Alguna vez leí que las mujeres son los únicos seres capaces de pensar con el corazón, actuar por la emoción y vencer por el amor. Pensar con el corazón: He aquí el secreto del poder de una mujer. Bien decía Pascal, el filósofo francés, que el corazón tiene razones que la razón no entiende. No he visto a nadie en este planeta que haya disfrutado un destello de felicidad sin haber vivido una pasión. La razón nos preserva de los males de esta existencia, pero la pasión enciende la llama sagrada de la vida. Como el amor.
Mi madre era una mujer de pasión. Y entre sus pasiones había una muy singular, porque suele pertenecer al otro género, al masculino: el fútbol. Solía decirme con orgullo: “Mijito, yo te amamanté en las gradas de la tribuna Ámsterdam, en el estadio Centenario, viendo a la selección”. Claro, yo había nacido poco tiempo después de que Uruguay le ganara la final del mundial a Brasil en el mítico Maracaná, ante doscientas mil personas (un récord de presencia en un estadio hasta ahora no superado).
Nunca olvido aquella plomiza tarde de julio de 1970 cuando unas pocas palabras de mi madre iluminaron el día: “Vamos a ver el mundial de México”. Con esfuerzo de madre sola había comprado un televisor que transmitía en blanco y negro, pero ella vivió aquella jornada en los colores de su pasión. Entonces Uruguay llegó a las semifinales. Y mi madre fue feliz.
Es asombroso lo que puede convocar un campeonato mundial de fútbol. Millones de personas de todo el planeta estarán frente a un televisor en estos días de junio. Es que el fútbol es una pasión de multitudes (p. 10).
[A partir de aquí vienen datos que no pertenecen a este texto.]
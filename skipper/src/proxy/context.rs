//! Per-request state threaded through the proxy lifecycle (C8) and every
//! filter invocation (C2). Lives entirely on the request's own task; never
//! shared across requests.

use std::collections::HashMap;
use std::sync::Arc;
use std::time::Instant;

use crate::endpoint::{EndpointRegistry, InFlightGuard};
use crate::engine::table::RoutingTable;
use crate::route::{RouteId, Value};
use crate::scheduler::Permit;

/// The upstream a backend dispatch resolved to, set during the request
/// phase and consumed by `upstream_peer`. Address is `host:port`; pingora
/// resolves it lazily.
#[derive(Debug, Clone)]
pub struct ResolvedPeer {
    pub address: String,
    pub tls: bool,
    pub sni: String,
}

/// A state-bag value a filter stashes for a later filter, or for the
/// lifecycle itself (e.g. the `<dynamic>` backend's target URL).
#[derive(Debug, Clone)]
pub enum StateValue {
    Value(Value),
    Str(String),
}

/// Carries one exchange (request + eventual response) through matching,
/// filters, backend dispatch, and response streaming.
pub struct FilterContext {
    /// The table this request matched against; held so an in-flight
    /// request keeps seeing the route it resolved even if the engine
    /// swaps in a new table mid-flight.
    pub table: Arc<RoutingTable>,

    /// Process-wide endpoint registry, consulted by `LoadBalanced` backend
    /// dispatch (endpoint state, fade-in, drop probability).
    pub endpoint_registry: Arc<EndpointRegistry>,

    /// Id of the route currently driving this exchange. Changes across a
    /// loopback re-entry.
    pub route_id: Option<RouteId>,

    /// Path-template parameters a path predicate captured (e.g. `{id}`).
    pub path_params: HashMap<String, String>,

    /// Free-form per-request scratch space filters use to pass data to
    /// later filters or to the lifecycle (e.g. `<dynamic>`'s target URL).
    pub state: HashMap<String, StateValue>,

    /// Set by a filter (or the lifecycle itself, for `<shunt>`) to mark the
    /// exchange served: the backend dispatch step is skipped.
    pub served: bool,

    /// Host header override for the Network/LoadBalanced backend dispatch,
    /// set by a route's backend configuration or a filter.
    pub outgoing_host: Option<String>,

    /// How many times this exchange has re-entered the matching loop via
    /// `<loopback>`.
    pub loop_count: u32,

    /// The admission-queue permit held for this exchange's scheduler
    /// filter, if its route has one. Dropped (releasing the slot) when the
    /// response phase clears it or the context itself is dropped.
    pub scheduler_permit: Option<Permit>,

    /// The upstream this exchange's backend dispatch resolved to, for
    /// `upstream_peer` to build an `HttpPeer` from. Cleared once consumed.
    pub resolved_peer: Option<ResolvedPeer>,

    /// In-flight guard for the endpoint a `LoadBalanced` dispatch selected,
    /// held for the exchange's lifetime so `logging` can attribute the
    /// upstream outcome to the right `EndpointState` and release the slot.
    /// `None` for routes with a `Network`/`Dynamic`/`Shunt`/`Loopback`
    /// backend - only load-balanced dispatch tracks in-flight count.
    pub in_flight: Option<InFlightGuard>,

    /// Status the upstream actually answered with, captured in
    /// `upstream_response_filter`. Used by `logging` to tell a plain 5xx
    /// response apart from a connection-level failure.
    pub upstream_status: Option<u16>,

    /// Status a filter (e.g. `status(...)`) chose for a `<shunt>` or
    /// no-match response. Falls back to the configured default status.
    pub response_status: Option<u16>,

    /// Whether the request phase decided this exchange is a protocol
    /// upgrade worth preserving hop-by-hop headers for (`experimental_
    /// upgrade` and an `Upgrade` request). Consulted again in the response
    /// phase so a `101` keeps the same headers the handshake needs.
    pub preserve_upgrade: bool,

    /// Body a filter (e.g. `inlineContent(...)`) chose for a `<shunt>`
    /// response. Falls back to an empty body.
    pub response_body: Option<bytes::Bytes>,

    /// Wall-clock start, for the access-log/latency metric emitted at the
    /// end of the lifecycle.
    pub started_at: Instant,
}

impl FilterContext {
    pub fn new(table: Arc<RoutingTable>, endpoint_registry: Arc<EndpointRegistry>) -> Self {
        Self {
            table,
            endpoint_registry,
            route_id: None,
            path_params: HashMap::new(),
            state: HashMap::new(),
            served: false,
            outgoing_host: None,
            loop_count: 0,
            scheduler_permit: None,
            resolved_peer: None,
            in_flight: None,
            upstream_status: None,
            response_status: None,
            preserve_upgrade: false,
            response_body: None,
            started_at: Instant::now(),
        }
    }

    pub fn set_state(&mut self, key: impl Into<String>, value: StateValue) {
        self.state.insert(key.into(), value);
    }

    pub fn get_state(&self, key: &str) -> Option<&StateValue> {
        self.state.get(key)
    }
}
Sin embargo, toda pasión humana puede llegar a ser ciega y derivar en el exceso, la transgresión y aun la muerte. Como mujer que “vencía por el amor”, mi madre bien sabía que la pasión futbolera no era más que un divertimiento para ella, algo así como un pasatiempo. No es lo mismo para los hombres, que se matan por un partido de fútbol (p. 18).
Había una pasión en mi madre que le daba sentido a todas sus pasiones: el amor a Jesucristo. Ella sentía pasión por quien le había devuelto la vida y la esperanza cuando su esposo, nuestro padre, la abandonó. Tenía pasión por quien le daba fuerza cada día para criar a sus dos pequeños hijos varones. Sola. Pero acompañada. Esa pasión por Jesucristo fue una semilla sembrada en mi corazón de niño. Ya anciana, en su lecho de muerte me recordó: “Nunca abandones a Jesús”. Pasión de multitudes.